Públicado em Por RD Uirapuru / Redação Uirapuru
Imagem não disponível

 O governo federal decidiu zerar o imposto do Programa de Integração Social (PIS) e da Contribuição para Financiamento da Seguridade Social (Cofins) das tarifas de transporte coletivo, que incluem ônibus, trem e metrô. A decisão – que vale para todo País – foi tomada pelo Ministério da Fazenda e confirmada pelo ministro Guido Mantega nesta quinta-feira. A Medida Provisória (MP) deve ser publicada no Diário Oficial da União nos próximos dias. Juntos, PIS e Cofins somam uma alíquota de 3,65%. O objetivo do governo federal é minimizar a pressão que os aumentos das passagens do transporte coletivo terão na inflação no final do ano.

 Em entrevista na Uirapuru, o secretário municipal de transportes e serviços gerais, Cristian Thans, destacou que ainda é cedo para mensurar o quanto a passagem de ônibus em Passo Fundo poderia ser reduzida e, ainda, se essa medida do governo resultará em um recalculo da tarifa. Segundo Thans, numa analise inicial, ainda sem um estudo aprofundado da Medida Provisória e seus efeitos, se fosse aplicada a redução dos 3,65%, a passagem poderia ser reduzida dos atuais R$ 2,70 para R$ 2,60. 

 Outro fator que pode impactar no recálculo da tarifa do ônibus em Passo Fundo é a analise que o Ministério Público fará sobre as planilhas de custos elaboradas pelas empresas de ônibus e pela prefeitura. Estes dados serão confrontados com o reajuste concedido no mês de abril, que atingiu o percentual de 10%. “Vou verificar os números para analisar se o aumento concedido foi condizente com a realidade”, explicou o Promotor Paulo Cirne. Também não descarou um eventual aumento maior, se as planilhas tiverem sido elaboradas de forma equivocada. 


 O promotor cita que são duas situações distintas, mas que podem sim provocar uma alteração no valor da passagem. “Com relação a redução dos impostos federais, o que se espera é que administrativamente a prefeitura e as empresas apliquem o percentual imediatamente”, previu. 

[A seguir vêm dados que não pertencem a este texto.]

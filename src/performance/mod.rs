//! 性能相关工具
//!
//! 并行通道共用的无锁原语，以及每步的统计信息。

pub mod lock_free;

pub use lock_free::{AtomicF32, LockFreeFlag};

/// 单步统计信息
#[derive(Debug, Default, Clone, PartialEq)]
pub struct StepStats {
    /// 步数（从1开始）
    pub step: u64,
    /// 本步粗粒子数
    pub coarse_particles: usize,
    /// 活动体素数
    pub active_voxels: usize,
    /// 哈希表容量
    pub table_capacity: usize,
    /// 本步新生成的细粒子数
    pub spawned: usize,
    /// 本步被标记为消失的细粒子数
    pub despawned: usize,
    /// 本步压缩时移除的细粒子数
    pub removed: usize,
    /// 步末存活细粒子数
    pub live_particles: usize,
    /// 因细粒子池已满而未能生成的数量
    pub truncated_spawns: usize,
    /// 因哈希表已满而丢弃的质量沉积次数
    pub dropped_deposits: usize,
    /// 处理时间（微秒）
    pub elapsed_us: u64,
}

impl StepStats {
    /// 计算吞吐量（细粒子/秒）
    pub fn throughput(&self) -> f64 {
        if self.elapsed_us == 0 {
            return 0.0;
        }
        (self.live_particles as f64) / (self.elapsed_us as f64 / 1_000_000.0)
    }

    /// 本步是否发生了容量退化
    pub fn degraded(&self) -> bool {
        self.truncated_spawns > 0 || self.dropped_deposits > 0
    }
}
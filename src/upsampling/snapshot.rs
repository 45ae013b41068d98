//! 供渲染端读取的细粒子只读视图

use super::types::{Aabb, FineParticle};
use crate::config::{ParticleRenderMode, RenderConfig};
use bytemuck::{Pod, Zeroable};
use glam::Vec3;

/// 单个细粒子的绘制参数
#[repr(C)]
#[derive(Debug, Clone, Copy, Default, PartialEq, Pod, Zeroable)]
pub struct RenderInstance {
    pub position: Vec3,
    /// 按可见度缩放后的半径
    pub radius: f32,
    /// 0 = 不可见，1 = 完整尺寸
    pub visibility: f32,
    /// 按高度在低/高颜色之间插值
    pub color: [f32; 4],
}

/// 细粒子快照
///
/// 借用自 [`ParticleUpsampler`](super::ParticleUpsampler)，持有期间无法执行下一步。
#[derive(Debug, Clone, Copy)]
pub struct FineParticleSnapshot<'a> {
    particles: &'a [FineParticle],
    fine_radius: f32,
    bounds: Option<Aabb>,
    render: &'a RenderConfig,
    step: u64,
}

impl<'a> FineParticleSnapshot<'a> {
    pub(crate) fn new(
        particles: &'a [FineParticle],
        fine_radius: f32,
        bounds: Option<Aabb>,
        render: &'a RenderConfig,
        step: u64,
    ) -> Self {
        Self {
            particles,
            fine_radius,
            bounds,
            render,
            step,
        }
    }

    pub fn particles(&self) -> &'a [FineParticle] {
        self.particles
    }

    pub fn len(&self) -> usize {
        self.particles.len()
    }

    pub fn is_empty(&self) -> bool {
        self.particles.is_empty()
    }

    /// 细粒子缓冲区的原始字节，可直接上传
    pub fn as_bytes(&self) -> &'a [u8] {
        bytemuck::cast_slice(self.particles)
    }

    /// 所有细粒子的包围盒（已外扩细粒子半径），没有粒子时为 `None`
    pub fn bounds(&self) -> Option<Aabb> {
        self.bounds
    }

    pub fn fine_radius(&self) -> f32 {
        self.fine_radius
    }

    pub fn render_mode(&self) -> ParticleRenderMode {
        self.render.mode
    }

    /// 产生该快照的步数
    pub fn step(&self) -> u64 {
        self.step
    }

    /// 生成绘制参数
    pub fn instances(&self) -> Vec<RenderInstance> {
        let (low, span) = match self.bounds {
            Some(bounds) => (bounds.min.y, bounds.size().y),
            None => (0.0, 0.0),
        };

        self.particles
            .iter()
            .map(|particle| {
                let visibility = particle.visibility();
                let height = if span > 0.0 {
                    ((particle.position.y - low) / span).clamp(0.0, 1.0)
                } else {
                    0.0
                };
                RenderInstance {
                    position: particle.position,
                    radius: self.fine_radius * visibility,
                    visibility,
                    color: lerp_color(self.render.color_low, self.render.color_high, height),
                }
            })
            .collect()
    }
}

fn lerp_color(low: [f32; 4], high: [f32; 4], t: f32) -> [f32; 4] {
    std::array::from_fn(|i| low[i] + (high[i] - low[i]) * t)
}
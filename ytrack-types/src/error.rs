use serde::{Deserialize, Serialize};
use thiserror::Error;

/// Unified error type for the ytrack workspace.
///
/// Payloads are plain strings so errors can be cloned into reports and
/// compared in tests. Variants group into three families:
/// - per-snapshot: [`MalformedSnapshot`](Self::MalformedSnapshot),
///   [`UnsupportedGranularity`](Self::UnsupportedGranularity)
/// - per-category: [`DivisionByZero`](Self::DivisionByZero),
///   [`UnresolvableCategory`](Self::UnresolvableCategory),
///   [`ColumnNameCollision`](Self::ColumnNameCollision)
/// - per-series: everything else (caller errors, persistence, transport).
#[derive(Debug, Error, Serialize, Deserialize, Clone, PartialEq, Eq)]
#[non_exhaustive]
pub enum YtrackError {
    /// The raw snapshot lacks required fields or carries an unparseable label.
    #[error("malformed snapshot: {0}")]
    MalformedSnapshot(String),

    /// Bucket spacing of a snapshot is outside the accepted bounds.
    #[error("unsupported granularity: {seconds}s between buckets")]
    UnsupportedGranularity {
        /// Observed step between consecutive buckets, in seconds.
        seconds: i64,
    },

    /// A category's weights sum to zero, so its aggregate cannot be distributed.
    #[error("division by zero attributing category {category}")]
    DivisionByZero {
        /// Column name (or best-effort label) of the failing category.
        category: String,
    },

    /// Neither the structured link nor the thumbnail URL yielded an identifier.
    #[error("unresolvable category: {0}")]
    UnresolvableCategory(String),

    /// Two columns resolved to the same name within one snapshot.
    #[error("column name collision: {column}")]
    ColumnNameCollision {
        /// The contested column name.
        column: String,
    },

    /// Incoming rows are not strictly ascending by timestamp.
    #[error("unsorted input: {0}")]
    UnsortedInput(String),

    /// Incoming rows belong to a different series than the persisted one.
    #[error("identity mismatch: expected {expected}, got {actual}")]
    IdentityMismatch {
        /// Identity of the persisted series.
        expected: String,
        /// Identity carried by the incoming rows.
        actual: String,
    },

    /// A persisted table exists but cannot be read back as a series.
    #[error("corrupt series {path}: {msg}")]
    CorruptSeries {
        /// Location of the table.
        path: String,
        /// What was wrong with it.
        msg: String,
    },

    /// Filesystem failure while loading or storing.
    #[error("io error at {path}: {msg}")]
    Io {
        /// Location being read or written.
        path: String,
        /// Underlying error message.
        msg: String,
    },

    /// The snapshot source failed to produce a snapshot.
    #[error("{source_name} failed: {msg}")]
    Source {
        /// Name of the snapshot source.
        source_name: String,
        /// Human-readable error message.
        msg: String,
    },

    /// The snapshot source gave up waiting for the page.
    #[error("source timed out: {source_name} after {waited_ms}ms")]
    SourceTimeout {
        /// Name of the snapshot source.
        source_name: String,
        /// How long the source waited before giving up.
        waited_ms: u64,
    },

    /// Configuration rejected at build time.
    #[error("invalid config: {0}")]
    InvalidConfig(String),

    /// A requested entity does not exist.
    #[error("not found: {what}")]
    NotFound {
        /// Description of the missing entity, e.g. "video abc in registry".
        what: String,
    },
}

impl YtrackError {
    /// Helper: build a `MalformedSnapshot` error.
    pub fn malformed(msg: impl Into<String>) -> Self {
        Self::MalformedSnapshot(msg.into())
    }

    /// Helper: build an `Io` error from a path and any displayable cause.
    pub fn io(path: impl AsRef<std::path::Path>, err: impl core::fmt::Display) -> Self {
        Self::Io {
            path: path.as_ref().display().to_string(),
            msg: err.to_string(),
        }
    }

    /// Helper: build a `CorruptSeries` error.
    pub fn corrupt(path: impl AsRef<std::path::Path>, msg: impl Into<String>) -> Self {
        Self::CorruptSeries {
            path: path.as_ref().display().to_string(),
            msg: msg.into(),
        }
    }

    /// Helper: build a `Source` error tagged with the source name.
    pub fn source(source_name: impl Into<String>, msg: impl Into<String>) -> Self {
        Self::Source {
            source_name: source_name.into(),
            msg: msg.into(),
        }
    }

    /// Helper: build a `NotFound` error.
    pub fn not_found(what: impl Into<String>) -> Self {
        Self::NotFound { what: what.into() }
    }

    /// Helper: build an `IdentityMismatch` from two displayable identities.
    pub fn identity_mismatch(
        expected: impl core::fmt::Display,
        actual: impl core::fmt::Display,
    ) -> Self {
        Self::IdentityMismatch {
            expected: expected.to_string(),
            actual: actual.to_string(),
        }
    }

    /// Returns true when the failure only affects one attribution category.
    #[must_use]
    pub const fn is_per_category(&self) -> bool {
        matches!(
            self,
            Self::DivisionByZero { .. }
                | Self::UnresolvableCategory(_)
                | Self::ColumnNameCollision { .. }
        )
    }

    /// Returns true if this error indicates a caller bug rather than bad data.
    ///
    /// Caller errors must never be coerced away: the rows are rejected as-is.
    #[must_use]
    pub const fn is_caller_error(&self) -> bool {
        matches!(
            self,
            Self::UnsortedInput(_) | Self::IdentityMismatch { .. } | Self::InvalidConfig(_)
        )
    }

    /// Returns true if this error should be surfaced to users as actionable.
    ///
    /// Transport timeouts are expected while the dashboard is flaky.
    #[must_use]
    pub const fn is_actionable(&self) -> bool {
        !matches!(self, Self::SourceTimeout { .. })
    }
}

impl From<serde_json::Error> for YtrackError {
    fn from(e: serde_json::Error) -> Self {
        Self::MalformedSnapshot(e.to_string())
    }
}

 Disse ainda que sem uma determinação judicial as empresas e o município não irão modificar o valor pelo simples fato do Ministério Público estar efetuando um estudo sobre as planilhas. “Se entender que houve equívocos, posso encaminhar para exame no judiciário. A mudança no valor, se for necessária, dependerá de uma decisão da justiça para ser efetuada”, enfatizou. 


Paulo Cirne diz que o objetivo com essa ação é fazer com que a sociedade esteja ciente de que o valor que é pago pela passagem é o correto e esta de acordo com os custos e com as despesas operacionais das empresas.